The species goes by many names, surely more names than any other understory tree. Here are the names that I’m aware of, no doubt I missed a few: serviceberry, sarvis, sarvisberry, shadbush, shadblow, juneberry, sugarplum, wild plum, Indian plum.
Etymology is clear for some of these names, but not for others. “Shad” refers to the shad fish (genus Alosa) of the northeast whose return from the oceans to their upriver spawning grounds coincides with the bloom of the “shadbush.” “Plums” refer to the fruits which are consumed with gusto by birds and small mammals and, depending on the variety of tree, by humans.
“Sarvis” is a mountain dialect variant of “service,” but the origins of these terms is not clear. Some claim a corruption of Sorbus, the scientific name of a related plant, the mountain ash. Others associate the name with church services: the return of traveling preachers as winter roads became passable or the use of the blooms as decorations for Sunday worship. I learned of another interpretation from Jay Leutz’s book Stand Up That Mountain. In the higher parts of the Appalachians, where winter freezes are deep and long, the tree blooms as soon as the ground thaws. This time marks the first opportunity to dig graves and hold funeral services for those who have died in winter and whose bodies await burial. On the Cumberland Plateau, at least in the years I’ve lived here, the ground is fit for burying many weeks ahead of serviceberry blooms. Different meanings are heard in different landscapes; our understanding of language molds itself to place.
Serviceberry also offers us a curious parallel between nomenclature and biology.

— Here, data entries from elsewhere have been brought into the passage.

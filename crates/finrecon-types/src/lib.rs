//! # finrecon-types
//!
//! Shared types, errors, and configuration for **finrecon**, the statement
//! reconciliation, commission allocation and partner settlement core.
//!
//! This crate is the leaf dependency of the workspace; every other crate
//! depends on it. It defines:
//!
//! - **Money**: [`Money`] (signed integer minor units), [`Period`]
//! - **Identifiers**: [`RunId`], [`ItemId`], [`SettlementId`], [`LineItemId`], [`PartnerId`], [`LedgerRecordId`]
//! - **Reconciliation model**: [`StatementItem`], [`LedgerRecord`], [`ReconciliationRun`], [`ReconciliationItem`], [`MatchType`]
//! - **Settlement model**: [`Settlement`], [`SettlementLineItem`], [`SettlementStatus`], [`Partner`]
//! - **Commission model**: [`CommissionAllocation`], [`CommissionBreakdown`], [`CommissionDistribution`]
//! - **Configuration**: [`FinreconConfig`], [`MatchConfig`], [`CommissionConfig`], [`SettlementConfig`]
//! - **Errors**: [`FinreconError`] with `FR_ERR_` prefix codes
//! - **Invariant checks**: foot-checks over runs, settlements and allocations
//! - **Constants**: system-wide defaults

pub mod commission;
pub mod config;
pub mod constants;
pub mod error;
pub mod ids;
pub mod invariants;
pub mod money;
pub mod reconciliation;
pub mod settlement;

// Re-export all primary types at crate root for ergonomic imports:
//   use finrecon_types::{Money, Period, ReconciliationRun, Settlement, ...};

pub use commission::*;
pub use config::*;
pub use error::*;
pub use ids::*;
pub use money::*;
pub use reconciliation::*;
pub use settlement::*;

// Constants are accessed via `finrecon_types::constants::FOO` and invariant
// checks via `finrecon_types::invariants::check_*` (not re-exported).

The genetics of this genus, Amelanchier, are particularly complicated. Dozens of forms exist. These forms hybridize, creating new variants and causing mental (and gastric) distress for any taxonomists who dream of order in the Natural Order. Some forms switch off sexual reproduction and set up small populations of asexual trees. These “microspecies” sometimes then switch back to sexual reproduction and interbreed again with other forms. In all, the genus is a hyperdiverse genetic tangle in which firm species do not exist.
This seems frustrating, but many biologists see the situation otherwise. Here, for example, is our friend Darwin in the second chapter of The Origin, discussing the serviceberry’s unruly relatives in the Rosaceae family:
I refer to those genera which have sometimes been called “protean” or “polymorphic,” in which the species present an inordinate amount of variation; and hardly two naturalists can agree which forms to rank as species and which as varieties…

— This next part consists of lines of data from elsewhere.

//! Commission allocation result types.
//!
//! The same total commission is partitioned twice, independently:
//! - **breakdown** by allocation category (operating allowance, joint
//!   mobilization pool, profit-share pool)
//! - **distribution** by receiving party (platform, partner A, partner B)
//!
//! Both partitions must foot to the total exactly.

use std::fmt;

use serde::{Deserialize, Serialize};

use crate::{LineItemDraft, Money, Period};

/// A receiving party of the commission distribution.
#[derive(Debug, Clone, Copy, PartialEq, Eq, Hash, Serialize, Deserialize)]
pub enum Party {
    Platform,
    /// First mobilization partner.
    PartnerA,
    /// Second mobilization partner.
    PartnerB,
}

impl fmt::Display for Party {
    fn fmt(&self, f: &mut fmt::Formatter<'_>) -> fmt::Result {
        match self {
            Self::Platform => write!(f, "PLATFORM"),
            Self::PartnerA => write!(f, "PARTNER_A"),
            Self::PartnerB => write!(f, "PARTNER_B"),
        }
    }
}

/// An active policy (or rider cover) record.
#[derive(Debug, Clone, PartialEq, Eq, Hash, Serialize, Deserialize)]
pub struct ActiveRider {
    pub policy_id: String,
    pub rider_id: String,
}

/// Partition of the total commission by allocation category.
#[derive(Debug, Clone, Copy, Default, PartialEq, Eq, Serialize, Deserialize)]
pub struct CommissionBreakdown {
    /// Flat per-rider allowance actually funded (capped at the total commission).
    pub platform_operating_allowance: Money,
    pub joint_mobilization: Money,
    pub profit_share: Money,
    /// Part of the flat allowance the commission could not cover.
    pub allowance_shortfall: Money,
}

impl CommissionBreakdown {
    /// Sum of the funded categories.
    #[must_use]
    pub fn total(&self) -> Money {
        self.platform_operating_allowance + self.joint_mobilization + self.profit_share
    }
}

/// Partition of the total commission by receiving party.
#[derive(Debug, Clone, Copy, Default, PartialEq, Eq, Serialize, Deserialize)]
pub struct CommissionDistribution {
    /// Allowance + platform profit share + rounding remainders.
    pub platform_total: Money,
    pub partner_a_total: Money,
    pub partner_b_total: Money,
    pub partner_a_joint_share: Money,
    pub partner_b_joint_share: Money,
    pub platform_profit_share: Money,
    pub partner_a_profit_share: Money,
    pub partner_b_profit_share: Money,
    /// Minor units left over by the equal splits, credited to the platform.
    pub rounding_remainder: Money,
}

impl CommissionDistribution {
    /// Sum over the three parties.
    #[must_use]
    pub fn total(&self) -> Money {
        self.platform_total + self.partner_a_total + self.partner_b_total
    }

    #[must_use]
    pub fn for_party(&self, party: Party) -> Money {
        match party {
            Party::Platform => self.platform_total,
            Party::PartnerA => self.partner_a_total,
            Party::PartnerB => self.partner_b_total,
        }
    }
}

/// Result of one allocation. Ephemeral: never persisted.
#[derive(Debug, Clone, Default, PartialEq, Eq, Serialize, Deserialize)]
pub struct CommissionAllocation {
    pub policy_count: u64,
    /// Distinct riders among the input records (informational only).
    pub distinct_riders: Option<u64>,
    pub pure_premium_per_policy: Money,
    pub commission_per_policy: Money,
    pub total_commission: Money,
    pub breakdown: CommissionBreakdown,
    pub distribution: CommissionDistribution,
    pub partner_a_label: String,
    pub partner_b_label: String,
}

impl CommissionAllocation {
    /// Both partitions foot to the total.
    #[must_use]
    pub fn is_balanced(&self) -> bool {
        self.breakdown.total() == self.total_commission
            && self.distribution.total() == self.total_commission
    }

    /// Line items a commission settlement for `party` is built from.
    /// Zero-amount components are skipped.
    #[must_use]
    pub fn line_items_for(&self, party: Party) -> Vec<LineItemDraft> {
        let d = &self.distribution;
        let lines = match party {
            Party::Platform => vec![
                LineItemDraft::new(
                    "Platform operating allowance",
                    self.breakdown.platform_operating_allowance,
                ),
                LineItemDraft::new("Platform profit share", d.platform_profit_share),
                LineItemDraft::new("Allocation rounding remainder", d.rounding_remainder),
            ],
            Party::PartnerA => vec![
                LineItemDraft::new(
                    format!("{} joint mobilization share", self.partner_a_label),
                    d.partner_a_joint_share,
                ),
                LineItemDraft::new(
                    format!("{} profit share", self.partner_a_label),
                    d.partner_a_profit_share,
                ),
            ],
            Party::PartnerB => vec![
                LineItemDraft::new(
                    format!("{} joint mobilization share", self.partner_b_label),
                    d.partner_b_joint_share,
                ),
                LineItemDraft::new(
                    format!("{} profit share", self.partner_b_label),
                    d.partner_b_profit_share,
                ),
            ],
        };
        lines.into_iter().filter(|l| !l.amount.is_zero()).collect()
    }
}

/// A commission calculation for a period, checked before a settlement is committed.
#[derive(Debug, Clone, PartialEq, Eq, Serialize, Deserialize)]
pub struct CommissionPreview {
    pub period: Period,
    pub allocation: CommissionAllocation,
    /// Both partitions foot to the total.
    pub balanced: bool,
}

Certainly no clear line of demarcation has as yet been drawn between species and sub-species…
Hence I believe a well-marked variety may be justly called an incipient species…
From these remarks it will be seen that I look at the term species, as one arbitrarily given for the sake of convenience to a set of individuals closely resembling each other, and that it does not essentially differ from the term variety, which is given to less distinct and more fluctuating forms.

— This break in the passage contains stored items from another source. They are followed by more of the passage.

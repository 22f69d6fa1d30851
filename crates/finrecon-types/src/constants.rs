//! System-wide constants and configuration defaults.

/// Number of minor units in one major currency unit (cents per unit).
pub const MINOR_UNITS_PER_MAJOR: i64 = 100;

/// Maximum fractional digits accepted when parsing a major-unit amount.
pub const MONEY_SCALE: u32 = 2;

/// Largest absolute amount of a single statement line or ledger record, in
/// minor units (10 trillion major units).
pub const MAX_LINE_AMOUNT_MINOR: i64 = 1_000_000_000_000_000;

// ---------------------------------------------------------------------------
// Matching
// ---------------------------------------------------------------------------

/// Confidence assigned to a reference + amount agreement.
pub const CONFIDENCE_EXACT: u8 = 100;

/// Confidence assigned to an amount-only agreement.
pub const CONFIDENCE_AMOUNT_ONLY: u8 = 80;

/// Confidence assigned to a reference-only agreement.
pub const CONFIDENCE_REFERENCE_ONLY: u8 = 70;

/// Confidence assigned to a fuzzy (substring or near-amount) agreement.
pub const CONFIDENCE_FUZZY: u8 = 60;

/// Confidence recorded for operator-forced matches.
pub const CONFIDENCE_MANUAL: u8 = 100;

/// Minimum confidence for an automatic match.
pub const DEFAULT_AUTO_MATCH_THRESHOLD: u8 = CONFIDENCE_FUZZY;

/// Absolute amount difference (minor units) still considered a fuzzy match.
pub const DEFAULT_FUZZY_AMOUNT_TOLERANCE: i64 = 100;

// ---------------------------------------------------------------------------
// Commission
// ---------------------------------------------------------------------------

/// Reference annual premium per policy, in minor units (3,000.00).
pub const DEFAULT_ANNUAL_PREMIUM_REFERENCE: i64 = 300_000;

/// Pure premium share of the annual premium, as a percentage.
pub const DEFAULT_PURE_PREMIUM_RATIO_PCT: i64 = 70;

/// Commission rate applied to the pure premium, as a percentage.
pub const DEFAULT_COMMISSION_RATE_PCT: i64 = 10;

/// Flat platform operating allowance per rider, in minor units (50.00).
pub const DEFAULT_FLAT_PER_RIDER_ALLOWANCE: i64 = 5_000;

/// Share of the post-allowance remainder going to joint mobilization, as a percentage.
pub const DEFAULT_JOINT_MOBILIZATION_PCT: i64 = 40;

/// Number of parties sharing the joint mobilization pool.
pub const JOINT_MOBILIZATION_SHARES: i64 = 2;

/// Number of parties sharing the profit-share pool.
pub const PROFIT_SHARE_SHARES: i64 = 3;

/// Default label for the first mobilization partner.
pub const DEFAULT_PARTNER_A_LABEL: &str = "KBA";

/// Default label for the second mobilization partner.
pub const DEFAULT_PARTNER_B_LABEL: &str = "ROBS";

// ---------------------------------------------------------------------------
// Settlement
// ---------------------------------------------------------------------------

/// Fee rate on period transaction volume, in basis points (2.00%).
pub const DEFAULT_FEE_RATE_BPS: i64 = 200;

/// Prefix of generated settlement numbers.
pub const DEFAULT_SETTLEMENT_NUMBER_PREFIX: &str = "STL";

For Darwin, these variable “species” and “varieties” were evidence for continuity in nature. Today’s species is yesterday’s variety. Life evolves; don’t expect tidiness.
We can only speculate what the traveling preachers of the 19th century might have thought of having their arrival heralded by an example of Darwinian mutability. I like to think that at least a few may have reached for the wild-plum wine.